Alike SQL’s ORDER BY clause, the NULLS FIRST and NULLS LAST keywords indicate whether NULL and MISSING values are ordered before or after all other values. Notice that in PartiQL, the NULLS FIRST and NULLS LAST refer to both NULL and MISSING.

Ordering Function

The ORDER BY clause sorts its input using the order-by less-than function \$<^o\$, which is able to compare values of different types (unlike SQL). In particular:

  1. NULL and MISSING are always first or last and compare equally according to \$<^o\$. In other words, \$<^o\$ cannot distinguish between NULL and MISSING.

  2. The boolean values are coming first among the non-absent values (i.e., \$b <^o x\$ is always true if \$b\$ is boolean and \$x\$ is not a NULL or a MISSING or a boolean). false comes before true.

  3. The numbers come next. The comparisons between number values do not depend on precision or specific type. Given two numbers \$x\$ and \$y\$, the PartiQL \$x<^o y\$ behaves identical to the SQL order-by less-than function. Namely, if \$x\$ and \$y\$ are not the special values -inf, inf, or nan, then \$x <^o y\$ is the same with \$x < y\$. The special value nan comes before -inf, which comes before all normal numeric values, which are followed by +inf.

  4. Timestamp values follow and are compared by the absolute point of time irrespective of precision or local UTC offset.

  5. The text types come next ordered by their lexicographical ordering by Unicode scalar irrespective of their specific type.

  6. The LOB types follow and are ordered by their lexicographical ordering by octet.

  7. Arrays come next, and their values compare lexicographically based on the comparison of their elements, recursively. Notice that given an array \$ \[e_1,..., e_m ] \$ and a longer array \$ \[e_1, ..., e_m, e_{m+1}, ..., e_n ] \$ that has the same first \$m\$ values, the former array comes first.
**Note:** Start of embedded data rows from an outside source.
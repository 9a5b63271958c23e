//! Error types for table and series operations.

mod data_error;

pub use data_error::{DataError, Result};
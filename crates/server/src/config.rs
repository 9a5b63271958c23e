//! Server configuration from the environment

use std::net::SocketAddr;

use forecast::{validate_horizon, DEFAULT_HORIZON};
use serde::{Deserialize, Serialize};
use thiserror::Error;

/// Default upload cap: 10 MiB
pub const DEFAULT_MAX_UPLOAD_BYTES: usize = 10 * 1024 * 1024;
/// Rows shown in the upload preview
pub const DEFAULT_PREVIEW_ROWS: usize = 5;

/// Invalid configuration value
#[derive(Debug, Clone, PartialEq, Error)]
pub enum ConfigError {
    #[error("{name} has invalid value '{value}': {reason}")]
    InvalidValue {
        name: &'static str,
        value: String,
        reason: String,
    },
}

#[derive(Debug, Clone, PartialEq, Serialize, Deserialize)]
pub struct ServerConfig {
    pub host: String,
    pub port: u16,
    pub max_upload_bytes: usize,
    pub preview_rows: usize,
    pub default_horizon: usize,
}

impl Default for ServerConfig {
    fn default() -> Self {
        Self {
            host: "0.0.0.0".to_string(),
            port: 8080,
            max_upload_bytes: DEFAULT_MAX_UPLOAD_BYTES,
            preview_rows: DEFAULT_PREVIEW_ROWS,
            default_horizon: DEFAULT_HORIZON,
        }
    }
}

impl ServerConfig {
    /// Read `HOST`, `PORT`, `MAX_UPLOAD_BYTES`, `PREVIEW_ROWS` and
    /// `DEFAULT_HORIZON`; unset variables keep their defaults.
    pub fn from_env() -> Result<Self, ConfigError> {
        Self::from_lookup(|name| std::env::var(name).ok())
    }

    /// Same as [`ServerConfig::from_env`] with a custom variable source.
    pub fn from_lookup<F>(lookup: F) -> Result<Self, ConfigError>
    where
        F: Fn(&str) -> Option<String>,
    {
        let defaults = Self::default();

        let host = lookup("HOST").unwrap_or(defaults.host);
        let port = parse_var(&lookup, "PORT", defaults.port)?;
        let max_upload_bytes = parse_var(&lookup, "MAX_UPLOAD_BYTES", defaults.max_upload_bytes)?;
        let preview_rows = parse_var(&lookup, "PREVIEW_ROWS", defaults.preview_rows)?;
        let default_horizon = parse_var(&lookup, "DEFAULT_HORIZON", defaults.default_horizon)?;

        if max_upload_bytes == 0 {
            return Err(ConfigError::InvalidValue {
                name: "MAX_UPLOAD_BYTES",
                value: "0".to_string(),
                reason: "must be positive".to_string(),
            });
        }
        validate_horizon(default_horizon).map_err(|e| ConfigError::InvalidValue {
            name: "DEFAULT_HORIZON",
            value: default_horizon.to_string(),
            reason: e.to_string(),
        })?;

        let config = Self {
            host,
            port,
            max_upload_bytes,
            preview_rows,
            default_horizon,
        };
        config.socket_addr()?;
        Ok(config)
    }

    /// Address to bind.
    pub fn socket_addr(&self) -> Result<SocketAddr, ConfigError> {
        format!("{}:{}", self.host, self.port)
            .parse()
            .map_err(|e: std::net::AddrParseError| ConfigError::InvalidValue {
                name: "HOST",
                value: self.host.clone(),
                reason: e.to_string(),
            })
    }
}

fn parse_var<F, T>(lookup: &F, name: &'static str, default: T) -> Result<T, ConfigError>
where
    F: Fn(&str) -> Option<String>,
    T: std::str::FromStr,
    T::Err: std::fmt::Display,
{
    match lookup(name) {
        None => Ok(default),
        Some(raw) => raw.trim().parse().map_err(|e: T::Err| ConfigError::InvalidValue {
            name,
            value: raw.clone(),
            reason: e.to_string(),
        }),
    }
}
//! Data models for uploaded tables and time series.

mod interval;
mod series;
mod table;

pub use interval::Interval;
pub use series::{Observation, TimeSeries};
pub use table::{CellType, Column, ColumnRole, Preview, Table};
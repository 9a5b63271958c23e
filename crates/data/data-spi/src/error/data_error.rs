//! Data error types.

use thiserror::Error;

use crate::model::{ColumnRole, Interval};

/// Errors raised while reading a table or building a series from it.
#[derive(Debug, Clone, PartialEq, Error)]
pub enum DataError {
    /// Input could not be read
    #[error("Failed to read {source_name}: {reason}")]
    Io { source_name: String, reason: String },

    /// Malformed CSV (ragged rows, invalid UTF-8, ...)
    #[error("Failed to parse CSV: {0}")]
    Csv(String),

    /// The input has no header row
    #[error("No columns to parse from file")]
    NoColumns,

    /// A header cell is blank
    #[error("Column {index} has an empty header")]
    EmptyHeader { index: usize },

    /// Two columns share a name
    #[error("Duplicate column name '{0}'")]
    DuplicateHeader(String),

    /// The table lacks a date-like or a numeric column
    #[error("The CSV must contain at least one date and one numeric column.")]
    MissingColumnKinds { date_like: usize, numeric: usize },

    /// A requested column does not exist
    #[error("Column '{0}' not found")]
    ColumnNotFound(String),

    /// A requested column exists but cannot play the requested role
    #[error("Column '{column}' is not a {expected} column")]
    WrongColumnRole { column: String, expected: ColumnRole },

    /// A date cell is not a timestamp
    #[error("Date parsing error: column '{column}', row {row}: cannot parse '{value}' as a date ({reason})")]
    DateParse {
        column: String,
        row: usize,
        value: String,
        reason: String,
    },

    /// Two rows share a timestamp
    #[error("Duplicate timestamp {timestamp} in column '{column}'")]
    DuplicateTimestamp { column: String, timestamp: String },

    /// Observed spacing does not match the declared interval
    #[error("Irregular spacing for {interval} data: {days} days between {from} and {to}")]
    IrregularSpacing {
        interval: Interval,
        from: String,
        to: String,
        days: i64,
    },

    /// Table construction with inconsistent columns
    #[error("Invalid table: {0}")]
    InvalidTable(String),
}

impl DataError {
    /// Whether this is a structural input error (the table itself cannot
    /// yield a time series) as opposed to a problem with a single value.
    pub fn is_structural(&self) -> bool {
        matches!(
            self,
            DataError::NoColumns
                | DataError::EmptyHeader { .. }
                | DataError::DuplicateHeader(_)
                | DataError::MissingColumnKinds { .. }
        )
    }
}

/// Result type for data operations.
pub type Result<T> = std::result::Result<T, DataError>;

#[cfg(test)]
mod tests {
    use super::*;

    #[test]
    fn test_missing_column_kinds_message() {
        let error = DataError::MissingColumnKinds {
            date_like: 0,
            numeric: 2,
        };
        assert_eq!(
            error.to_string(),
            "The CSV must contain at least one date and one numeric column."
        );
        assert!(error.is_structural());
    }

    #[test]
    fn test_date_parse_message_names_column_and_value() {
        let error = DataError::DateParse {
            column: "Month".to_string(),
            row: 3,
            value: "not-a-date".to_string(),
            reason: "no supported date format matched".to_string(),
        };
        let msg = error.to_string();
        assert!(msg.starts_with("Date parsing error"));
        assert!(msg.contains("'Month'"));
        assert!(msg.contains("not-a-date"));
        assert!(!error.is_structural());
    }

    #[test]
    fn test_wrong_role_message() {
        let error = DataError::WrongColumnRole {
            column: "Region".to_string(),
            expected: ColumnRole::Numeric,
        };
        assert_eq!(error.to_string(), "Column 'Region' is not a numeric column");
    }

    #[test]
    fn test_irregular_spacing_message() {
        let error = DataError::IrregularSpacing {
            interval: Interval::Monthly,
            from: "2024-01-01".to_string(),
            to: "2024-01-08".to_string(),
            days: 7,
        };
        assert_eq!(
            error.to_string(),
            "Irregular spacing for Monthly data: 7 days between 2024-01-01 and 2024-01-08"
        );
    }

    #[test]
    fn test_error_is_std_error() {
        let error: Box<dyn std::error::Error> = Box::new(DataError::NoColumns);
        assert_eq!(error.to_string(), "No columns to parse from file");
    }
}
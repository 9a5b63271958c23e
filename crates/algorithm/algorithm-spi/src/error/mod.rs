//! Error types for algorithm operations
//!
//! This module provides the [`TsError`] enum and [`Result`] type alias
//! for standardized error handling across all algorithm implementations.

mod ts_error;

pub use ts_error::{Result, TsError};
//! Algorithm Service Provider Interface
//!
//! Defines core traits and error types for time series prediction algorithms.
//!
//! This crate provides the foundational abstractions that all algorithm
//! implementations must adhere to:
//!
//! - [`Predictor`]: Fit/predict over an evenly spaced series
//! - [`TimeIndexedPredictor`]: Fit/predict over explicit time positions
//! - [`FittedValues`]: In-sample fitted values for diagnostics
//! - [`TsError`]: Standardized error type for all algorithm operations
//! - [`Result`]: Convenient result type alias

pub mod contract;
pub mod error;

// Re-export all public items at crate root for convenience
pub use contract::{FittedValues, Predictor, TimeIndexedPredictor};
pub use error::{Result, TsError};
//! SVG line chart for forecast results.

use std::fmt::Write;

use forecast::{ForecastPoint, ForecastResult};

use crate::page::escape;

pub const WIDTH: f64 = 800.0;
pub const HEIGHT: f64 = 400.0;

const MARGIN_LEFT: f64 = 70.0;
const MARGIN_RIGHT: f64 = 20.0;
const MARGIN_TOP: f64 = 30.0;
const MARGIN_BOTTOM: f64 = 50.0;

pub const HISTORY_COLOR: &str = "#1f77b4";
pub const FORECAST_COLOR: &str = "#ff7f0e";

/// Plot area mapping from (point index, value) to pixels.
struct Frame {
    n: usize,
    y_min: f64,
    y_max: f64,
}

impl Frame {
    fn new(points: &[ForecastPoint]) -> Self {
        let finite = points.iter().map(|p| p.value).filter(|v| v.is_finite());
        let (min, max) = finite.fold((f64::INFINITY, f64::NEG_INFINITY), |(lo, hi), v| {
            (lo.min(v), hi.max(v))
        });
        let (min, max) = if min.is_finite() { (min, max) } else { (0.0, 1.0) };

        // 5% padding; flat series get a unit band
        let pad = if max > min { (max - min) * 0.05 } else { 1.0 };
        Self {
            n: points.len(),
            y_min: min - pad,
            y_max: max + pad,
        }
    }

    fn x(&self, index: usize) -> f64 {
        let plot_width = WIDTH - MARGIN_LEFT - MARGIN_RIGHT;
        if self.n <= 1 {
            return MARGIN_LEFT + plot_width / 2.0;
        }
        MARGIN_LEFT + plot_width * index as f64 / (self.n - 1) as f64
    }

    fn y(&self, value: f64) -> f64 {
        let plot_height = HEIGHT - MARGIN_TOP - MARGIN_BOTTOM;
        MARGIN_TOP + plot_height * (self.y_max - value) / (self.y_max - self.y_min)
    }

    fn polyline(&self, points: impl Iterator<Item = (usize, f64)>) -> String {
        points
            .filter(|(_, v)| v.is_finite())
            .map(|(i, v)| format!("{:.1},{:.1}", self.x(i), self.y(v)))
            .collect::<Vec<_>>()
            .join(" ")
    }
}

/// Render history and forecast as two polylines.
///
/// The forecast line starts at the last history point so the two segments
/// join. Non-finite values are left out of the lines.
pub fn render_svg(result: &ForecastResult) -> String {
    let frame = Frame::new(&result.points);
    let history_len = result.history().len();

    let history = frame.polyline(result.history().iter().enumerate().map(|(i, p)| (i, p.value)));
    let forecast_start = history_len.saturating_sub(1);
    let forecast = frame.polyline(
        result.points[forecast_start..]
            .iter()
            .enumerate()
            .map(|(i, p)| (forecast_start + i, p.value)),
    );

    let mut svg = String::new();
    let _ = write!(
        svg,
        r#"<svg xmlns="http://www.w3.org/2000/svg" width="{w}" height="{h}" viewBox="0 0 {w} {h}" role="img">"#,
        w = WIDTH,
        h = HEIGHT
    );
    let _ = write!(
        svg,
        r#"<text x="{x}" y="18" text-anchor="middle" font-size="14">{title}</text>"#,
        x = WIDTH / 2.0,
        title = escape(&format!("{} forecast ({})", result.value_column, result.model)),
    );

    // Axes
    let bottom = HEIGHT - MARGIN_BOTTOM;
    let _ = write!(
        svg,
        r##"<line x1="{l}" y1="{t}" x2="{l}" y2="{b}" stroke="#888"/><line x1="{l}" y1="{b}" x2="{r}" y2="{b}" stroke="#888"/>"##,
        l = MARGIN_LEFT,
        t = MARGIN_TOP,
        b = bottom,
        r = WIDTH - MARGIN_RIGHT
    );

    for value in [frame.y_min, (frame.y_min + frame.y_max) / 2.0, frame.y_max] {
        let _ = write!(
            svg,
            r#"<text class="y-label" x="{x}" y="{y:.1}" text-anchor="end" font-size="11">{value:.1}</text>"#,
            x = MARGIN_LEFT - 6.0,
            y = frame.y(value) + 4.0,
        );
    }

    for index in x_label_indices(result.len()) {
        let label = result.points[index].timestamp.format("%Y-%m-%d");
        let _ = write!(
            svg,
            r#"<text class="x-label" x="{x:.1}" y="{y}" text-anchor="middle" font-size="11">{label}</text>"#,
            x = frame.x(index),
            y = bottom + 18.0,
        );
    }
    let _ = write!(
        svg,
        r#"<text x="{x}" y="{y}" text-anchor="middle" font-size="12">{label}</text>"#,
        x = WIDTH / 2.0,
        y = HEIGHT - 8.0,
        label = escape(&result.date_column),
    );

    if !history.is_empty() {
        let _ = write!(
            svg,
            r#"<polyline class="history" fill="none" stroke="{HISTORY_COLOR}" stroke-width="2" points="{history}"/>"#
        );
    }
    if result.horizon > 0 && !forecast.is_empty() {
        let _ = write!(
            svg,
            r#"<polyline class="forecast" fill="none" stroke="{FORECAST_COLOR}" stroke-width="2" stroke-dasharray="6 4" points="{forecast}"/>"#
        );
    }

    // Legend
    let legend_x = WIDTH - MARGIN_RIGHT - 150.0;
    for (row, (label, color)) in [("History", HISTORY_COLOR), ("Forecast", FORECAST_COLOR)]
        .into_iter()
        .enumerate()
    {
        let y = MARGIN_TOP + 10.0 + row as f64 * 16.0;
        let _ = write!(
            svg,
            r#"<line x1="{x1}" y1="{y}" x2="{x2}" y2="{y}" stroke="{color}" stroke-width="2"/><text x="{tx}" y="{ty}" font-size="11">{label}</text>"#,
            x1 = legend_x,
            x2 = legend_x + 20.0,
            tx = legend_x + 26.0,
            ty = y + 4.0,
        );
    }

    svg.push_str("</svg>");
    svg
}

/// First, middle and last point; fewer when the timeline is short.
fn x_label_indices(n: usize) -> Vec<usize> {
    let mut indices = vec![0, n / 2, n.saturating_sub(1)];
    indices.dedup();
    indices.retain(|&i| i < n);
    indices
}

#[cfg(test)]
mod tests {
    use super::*;
    use algorithm::utils::metrics::MetricsSummary;
    use chrono::{Months, NaiveDate};
    use data::Interval;
    use forecast::{FittedParameters, ModelChoice, PointKind};

    fn result(values: &[f64], history_len: usize) -> ForecastResult {
        let start = NaiveDate::from_ymd_opt(2024, 1, 1)
            .unwrap()
            .and_hms_opt(0, 0, 0)
            .unwrap();
        let points = values
            .iter()
            .enumerate()
            .map(|(i, &value)| ForecastPoint {
                timestamp: start.checked_add_months(Months::new(i as u32)).unwrap(),
                value,
                kind: if i < history_len {
                    PointKind::History
                } else {
                    PointKind::Forecast
                },
            })
            .collect();
        ForecastResult {
            model: ModelChoice::HoltWinters,
            date_column: "Month".to_string(),
            value_column: "Sales <units>".to_string(),
            interval: Interval::Monthly,
            history_len,
            horizon: values.len() - history_len,
            spacing_consistent: true,
            parameters: FittedParameters::HoltWinters {
                alpha: 0.5,
                beta: 0.1,
                gamma: 0.1,
                period: 12,
            },
            metrics: MetricsSummary::compute(&[], &[]),
            points,
        }
    }

    #[test]
    fn test_two_lines_that_join() {
        let svg = render_svg(&result(&[1.0, 2.0, 3.0, 4.0, 5.0], 3));
        assert!(svg.starts_with("<svg"));
        assert!(svg.ends_with("</svg>"));
        assert_eq!(svg.matches("<polyline").count(), 2);

        // Last history vertex is the first forecast vertex
        let points_of = |class: &str| {
            let line = svg.split(&format!(r#"class="{}""#, class)).nth(1).unwrap();
            let points = line.split("points=\"").nth(1).unwrap();
            points.split('"').next().unwrap().to_string()
        };
        let history_points = points_of("history");
        let forecast_points = points_of("forecast");
        assert_eq!(
            history_points.split(' ').last(),
            forecast_points.split(' ').next()
        );
    }

    #[test]
    fn test_labels_and_escaping() {
        let svg = render_svg(&result(&[10.0, 20.0, 30.0, 40.0], 2));
        assert_eq!(svg.matches(r#"class="x-label""#).count(), 3);
        assert_eq!(svg.matches(r#"class="y-label""#).count(), 3);
        assert!(svg.contains("2024-01-01"));
        assert!(svg.contains("2024-04-01"));
        assert!(svg.contains("Sales &lt;units&gt;"));
    }

    #[test]
    fn test_non_finite_and_flat_values() {
        let svg = render_svg(&result(&[5.0, f64::NAN, 5.0, 5.0], 3));
        assert!(!svg.contains("NaN"));
        assert!(!svg.contains("inf"));
        assert!(svg.contains("4.0"));
        assert!(svg.contains("6.0"));
    }

    #[test]
    fn test_x_label_indices() {
        assert_eq!(x_label_indices(0), Vec::<usize>::new());
        assert_eq!(x_label_indices(1), vec![0]);
        assert_eq!(x_label_indices(2), vec![0, 1]);
        assert_eq!(x_label_indices(36), vec![0, 18, 35]);
    }
}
  8. Tuple values follow and compare lexicographically based on the sorted attributes (as defined recursively), first by the attribute name, and secondly by the attribute values themselves.

  9. Bag values come last (except, of course, when NULLS LAST is specified) and their values compare by first reducing them to arrays by sorting their elements and then comparing the resulting arrays.

ORDER BY with UNION, INTERSECT, EXCEPT

Coming up…​

SQL Compatibility

For SQL-compatibility, PartiQL allows the CURRENT variable to be omitted from ordering expressions. Then when the CURRENT variable binds tuples, the ordering expressions can refer directly to the attributes of those tuples.

The complete scoping rules are as follows. When all of the following conditions are satisfied:

  1. an PartiQL path expression ordering expression \$as\$ appears in the ORDER BY of a UNION …​ ORDER BY query, where \$a\$ is an identifier and \$s\$ is the potentially empty suffix of the path.

  2. the expression \$as\$ is evaluated in database environment \$p_0\$ and variables’ environment \$p\$, which defines variables \$v_1,...,v_n\$ and none of them is named \$a\$.

  3. none of the variables \$v_1,...,v_n\$ may bind to a tuple that has an attribute \$a\$.

then the path expression as resolves to CURRENT.as.

The most common and useful way to have the 3rd condition be satisfied is when the UNION …​ ORDER BY is a top-level query and, thus, the variables environment \$p\$ is empty.

SELECT Clause Variables in ORDER BY

Recall that ORDER BY is evaluated before SELECT. For SQL-compatibility, given SELECT e AS a, PartiQL also supports the syntactic sugar of using a in lieu of e in the ORDER BY clause. Therefore, both SFW queries below are equivalent:

SELECT e AS a
FROM ...
ORDER BY a

\$<=>\$

SELECT e AS a
FROM ...
ORDER BY e

Coercion of Literals

Notice that definition of < dismissed the SQL coercions. In SQL, given explicit literals in a query, coercions may happen.

Example 1.  

The query

SELECT * FROM foo WHERE 9 < '10'

is equivalent to

SELECT * FROM foo WHERE 9 < 10

because an automatic coercion of string to number will be introduced.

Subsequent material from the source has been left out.